■ **TASK INSTRUCTIONS**
For this listing, the lines between the one holding "pub fn len(&self)" and the one holding "assert_eq!(log.push_front(3), None);", inclusive, must be set down exactly.

RECORDS SUPPLIED START

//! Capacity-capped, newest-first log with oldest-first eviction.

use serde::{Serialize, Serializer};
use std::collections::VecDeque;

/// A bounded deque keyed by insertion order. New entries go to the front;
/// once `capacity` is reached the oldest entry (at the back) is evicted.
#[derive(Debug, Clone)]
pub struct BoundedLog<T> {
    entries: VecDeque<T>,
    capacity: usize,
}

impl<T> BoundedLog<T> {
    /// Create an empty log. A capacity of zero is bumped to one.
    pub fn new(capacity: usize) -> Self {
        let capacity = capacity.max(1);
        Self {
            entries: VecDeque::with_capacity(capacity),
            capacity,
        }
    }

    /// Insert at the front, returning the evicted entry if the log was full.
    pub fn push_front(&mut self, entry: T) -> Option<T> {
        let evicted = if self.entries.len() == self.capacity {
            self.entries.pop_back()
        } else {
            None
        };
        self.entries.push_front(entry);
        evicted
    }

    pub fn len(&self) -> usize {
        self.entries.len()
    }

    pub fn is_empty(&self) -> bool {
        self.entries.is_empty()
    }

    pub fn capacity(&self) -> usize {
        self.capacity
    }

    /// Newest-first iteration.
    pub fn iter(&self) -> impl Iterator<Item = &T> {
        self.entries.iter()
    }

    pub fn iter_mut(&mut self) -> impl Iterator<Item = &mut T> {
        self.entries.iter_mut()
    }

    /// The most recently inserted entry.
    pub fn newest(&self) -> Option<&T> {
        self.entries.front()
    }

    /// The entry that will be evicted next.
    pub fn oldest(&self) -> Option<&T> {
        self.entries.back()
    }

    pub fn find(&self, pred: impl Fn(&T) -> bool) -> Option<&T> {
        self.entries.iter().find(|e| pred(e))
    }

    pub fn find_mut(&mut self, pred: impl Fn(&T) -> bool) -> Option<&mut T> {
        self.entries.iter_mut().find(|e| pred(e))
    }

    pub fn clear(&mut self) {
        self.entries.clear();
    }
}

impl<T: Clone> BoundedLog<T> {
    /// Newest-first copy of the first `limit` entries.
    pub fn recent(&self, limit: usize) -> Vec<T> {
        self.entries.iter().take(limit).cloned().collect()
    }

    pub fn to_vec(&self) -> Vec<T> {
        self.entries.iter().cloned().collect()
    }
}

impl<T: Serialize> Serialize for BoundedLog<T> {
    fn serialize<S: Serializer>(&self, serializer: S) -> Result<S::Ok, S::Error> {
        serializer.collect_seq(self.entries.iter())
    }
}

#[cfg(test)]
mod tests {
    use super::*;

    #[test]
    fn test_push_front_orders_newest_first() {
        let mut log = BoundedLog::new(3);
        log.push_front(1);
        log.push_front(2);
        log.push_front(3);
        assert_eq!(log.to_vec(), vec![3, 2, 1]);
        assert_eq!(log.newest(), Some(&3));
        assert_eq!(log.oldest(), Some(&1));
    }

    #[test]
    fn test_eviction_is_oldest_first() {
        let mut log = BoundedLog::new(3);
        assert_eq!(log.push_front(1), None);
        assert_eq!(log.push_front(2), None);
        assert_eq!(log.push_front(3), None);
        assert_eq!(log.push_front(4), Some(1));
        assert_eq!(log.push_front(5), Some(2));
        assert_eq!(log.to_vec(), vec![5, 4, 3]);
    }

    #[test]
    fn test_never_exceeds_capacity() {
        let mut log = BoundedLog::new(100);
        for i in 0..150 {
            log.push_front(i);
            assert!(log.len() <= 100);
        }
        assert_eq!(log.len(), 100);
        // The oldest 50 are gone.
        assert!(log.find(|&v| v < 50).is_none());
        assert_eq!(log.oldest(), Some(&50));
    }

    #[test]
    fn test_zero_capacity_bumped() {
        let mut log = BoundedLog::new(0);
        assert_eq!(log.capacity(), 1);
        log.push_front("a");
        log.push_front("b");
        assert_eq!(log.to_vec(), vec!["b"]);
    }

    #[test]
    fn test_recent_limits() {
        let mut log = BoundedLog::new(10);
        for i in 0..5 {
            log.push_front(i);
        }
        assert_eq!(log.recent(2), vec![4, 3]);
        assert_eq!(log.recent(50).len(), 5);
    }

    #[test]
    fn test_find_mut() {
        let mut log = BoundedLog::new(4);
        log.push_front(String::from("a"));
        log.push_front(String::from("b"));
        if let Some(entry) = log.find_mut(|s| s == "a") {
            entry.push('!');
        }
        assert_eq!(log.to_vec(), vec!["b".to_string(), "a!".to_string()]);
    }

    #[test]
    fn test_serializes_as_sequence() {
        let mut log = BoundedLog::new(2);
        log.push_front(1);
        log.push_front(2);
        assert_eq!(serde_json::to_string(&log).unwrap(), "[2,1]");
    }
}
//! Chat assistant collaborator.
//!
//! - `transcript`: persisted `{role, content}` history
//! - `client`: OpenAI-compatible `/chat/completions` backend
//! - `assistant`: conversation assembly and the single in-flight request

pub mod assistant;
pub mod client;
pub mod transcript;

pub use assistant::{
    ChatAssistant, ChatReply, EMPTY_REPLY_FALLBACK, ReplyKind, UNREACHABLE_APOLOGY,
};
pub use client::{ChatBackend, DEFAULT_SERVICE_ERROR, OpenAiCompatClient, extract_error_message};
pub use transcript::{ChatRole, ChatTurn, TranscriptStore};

RECORDS SUPPLIED END

■ **EXPECTED OUTPUT**
    pub fn len(&self) -> usize {
        self.entries.len()
    }

    pub fn is_empty(&self) -> bool {
        self.entries.is_empty()
    }

    pub fn capacity(&self) -> usize {
        self.capacity
    }

    /// Newest-first iteration.
    pub fn iter(&self) -> impl Iterator<Item = &T> {
        self.entries.iter()
    }

    pub fn iter_mut(&mut self) -> impl Iterator<Item = &mut T> {
        self.entries.iter_mut()
    }

    /// The most recently inserted entry.
    pub fn newest(&self) -> Option<&T> {
        self.entries.front()
    }

    /// The entry that will be evicted next.
    pub fn oldest(&self) -> Option<&T> {
        self.entries.back()
    }

    pub fn find(&self, pred: impl Fn(&T) -> bool) -> Option<&T> {
        self.entries.iter().find(|e| pred(e))
    }

    pub fn find_mut(&mut self, pred: impl Fn(&T) -> bool) -> Option<&mut T> {
        self.entries.iter_mut().find(|e| pred(e))
    }

    pub fn clear(&mut self) {
        self.entries.clear();
    }
}

impl<T: Clone> BoundedLog<T> {
    /// Newest-first copy of the first `limit` entries.
    pub fn recent(&self, limit: usize) -> Vec<T> {
        self.entries.iter().take(limit).cloned().collect()
    }

    pub fn to_vec(&self) -> Vec<T> {
        self.entries.iter().cloned().collect()
    }
}

impl<T: Serialize> Serialize for BoundedLog<T> {
    fn serialize<S: Serializer>(&self, serializer: S) -> Result<S::Ok, S::Error> {
        serializer.collect_seq(self.entries.iter())
    }
}

#[cfg(test)]
mod tests {
    use super::*;

    #[test]
    fn test_push_front_orders_newest_first() {
        let mut log = BoundedLog::new(3);
        log.push_front(1);
        log.push_front(2);
        log.push_front(3);
        assert_eq!(log.to_vec(), vec![3, 2, 1]);
        assert_eq!(log.newest(), Some(&3));
        assert_eq!(log.oldest(), Some(&1));
    }

    #[test]
    fn test_eviction_is_oldest_first() {
        let mut log = BoundedLog::new(3);
        assert_eq!(log.push_front(1), None);
        assert_eq!(log.push_front(2), None);
        assert_eq!(log.push_front(3), None);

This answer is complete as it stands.